Second, there are many parts of the ecosystem that need to be developed to prepare for the circular economy, such as reverse logistics, which allows products to go back to their manufacturers to be disassembled, mined and remade into something new. The reverse logistics component of this ecosystem alone would include delivery chain logistics, sorting, warehousing, risk management, power generation and even molecular biology and polymer chemistry.
With cost-efficient, better quality collection and treatment systems and effective segmentation of end-of-life products, the leakage of materials will decrease, supporting the economics of circular design.
“For our planet, it is important that we reuse materials, especially things like rare earth metals. There is going to be a severe shortage of these materials. So, it is important that we get them back from end-of-life products,” says Huoponen.
He adds that in the future, there will be companies specialising in remanufacturing and repurposing equipment. “There are already companies specialising in recycling or extracting minerals and metals out of components. That is already happening and it is only going to improve.”
Huoponen says companies can outsource this part of the process to IBM, which is already doing it through its GARS programme. “Of course, we can’t do big ships or anything like that, but we can handle equipment of a moderate size, especially electronics.”
But this is not the only role that IBM can play in the circular economy. “Here in Europe, both in the Netherlands and Belgium, we have quite a lot of projects in the construction industry,” says Huoponen.
He adds that IBM is working with some innovative real estate development companies to help them transition to the circular economy. Basically, it has developed the underlying IT system to help these companies identify the materials that go into a building so they can be easily extracted and repurposed should the need arise.
“If there are changes to the building, say, they need to remove a wall, they will know exactly what materials are in that wall and they can use them for other purposes, either recycling them or taking the basic elements out for other purposes. You can easily redeploy electric wires or water pipelines, but concrete is more difficult.

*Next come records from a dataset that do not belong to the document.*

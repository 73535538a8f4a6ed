//! Error types produced by wrappers, merges and the file loader.

mod constructors;
mod conversions;
mod types;

pub use types::{AttrError, AttrResult};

You could probable use the concrete to build new roads, but you can’t really reuse it for the same purpose,” says Huoponen.
The potential benefits are huge, but companies need to get in early and start developing their systems for things such as manufacturing or remanufacturing, materials reuse, parts harvesting and reverse logistics.
“But to be successful, you would need commitment from the top. So, the CEO has to believe in this and mandate the rest of the organisation to go for it. It cannot start with one guy with an environmental tag on his title. ”
While the concept is still fairly new in Asia, Huoponen points out that the circular economy was first mentioned in European Union policies only five to six years ago. So, companies that are eager to participate in what is certain to become one of the most lucrative industries in the world already have access to resources that were developed in these countries.
For instance, there are free resources on the Ellen Macarthur Foundation website as well as various groups abroad, such as the Climate Leadership Coalition — an international policy institute, founded in collaboration with the who’s who of business, opinion and environmental leaders, to promote a carbon dividends framework as the most cost-effective, equitable and politically viable climate solution.
As Malaysia is a greenfield when it comes to the circular economy, there are plenty of opportunities available. “This is becoming big business. So, if you are in there early and you develop your systems, you can really grow and make a profit,” says Huoponen.